Oswald Chambers said it best:

“The sweet sign that God has done a work of grace in our hearts is that we love Jesus Christ best; not weakly and faintly, not intellectually, but passionately, personally, and devotedly, overwhelming every other love of our lives.”

This is the work of a Christ-centered philosophy of Christian education. A Holy Spirit-controlled philosophy of education acknowledges the work of the Holy Spirit in the lives of parents, teachers, and students. The parents and teachers must have His guidance to impart the truth to their students effectively and appropriately. “And I will pray the Father, and he shall give you another Comforter, that He may abide in you forever; even the Spirit of truth; whom the world cannot receive, because it seeth Him not, neither knoweth Him; but ye know Him; for He dwelleth with you, and shall be in you” (John 14:16-17). Parents and teachers must rely on the power of the Holy Spirit to think Christianly and to effectively communicate the truth in the education of their children. Students need the leadership of the Spirit to love him with all their being. Romans 12:2 tells us, “And be not conformed to this world, but be transformed by the renewing of your mind that you may prove what is that good, and acceptable, and perfect, will of God.” The Holy Spirit correctly focuses the student’s knowledge to bring about moral conformity and wisdom

A pupil-related philosophy of Christian education focuses on what God intends every child to be. Parents and teachers understand that each child is a special creation of God (Psalm 139) and made in the image of God (Genesis 1:27). Yet, due to sin, they are fallen and in need of a Savior. Without this circtical ingredient, the rest is for naught and hollow.   Ephesians 2:8-9 says, “For by grace are you saved by faith, that not of yourselves, it is a gift of God.” Ephesians 2:10 shares that “we are his workmanship created in Christ Jesus.” Christian education is to instill in a child the knowledge of God; guide him in the development of his personal faith; and help him in the establishment of his Christian worldview.

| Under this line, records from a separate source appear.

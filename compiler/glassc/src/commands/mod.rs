//! Command handlers for the `glass` CLI.
//!
//! Each submodule implements one command. Loading and the shared error type
//! live here in the module root.

use std::path::Path;

use glass_eval::EvalError;
use glass_ir::ClassTable;
use glass_parse::{LoadError, Loader};

mod builtins;
mod check;
mod run;

pub use builtins::{builtin_table, list_builtins};
pub use check::{check_files, CheckSummary};
pub use run::{parse_run_args, run_files, run_program, RunOptions};

/// Anything that ends a driver command with exit code 1.
#[derive(Debug, thiserror::Error)]
pub enum DriverError {
    #[error("{0}")]
    Load(#[from] LoadError),
    #[error("{}", .0.message)]
    Eval(#[from] EvalError),
    #[error("{0}")]
    Usage(String),
}

impl DriverError {
    /// Text written to stderr: the message plus, for runtime errors, the
    /// unwound frames.
    pub fn report(&self) -> String {
        match self {
            DriverError::Eval(err) => err.report(),
            other => format!("error: {other}\n"),
        }
    }
}

/// Load every file into one class table, builtins included.
#[tracing::instrument(level = "debug", skip_all, fields(files = paths.len()))]
pub fn load_files<P: AsRef<Path>>(paths: &[P]) -> Result<ClassTable, LoadError> {
    let mut loader = Loader::new();
    for path in paths {
        loader.add_file(path.as_ref())?;
    }
    loader.build()
}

A socially-oriented philosophy of education teaches young people how to interact and relate with the world. The student understands that all of life is God’s. There is no secular and sacred. All truth is God’s truth. The parents and teachers integrate faith and Biblical values into a lifestyle reflecting a Christian worldview by example and instruction to their students. “And whatsoever you do in word or deed, do all in the name of the Lord Jesus, giving thanks to God and the Father by Him” (Colossians 3:17).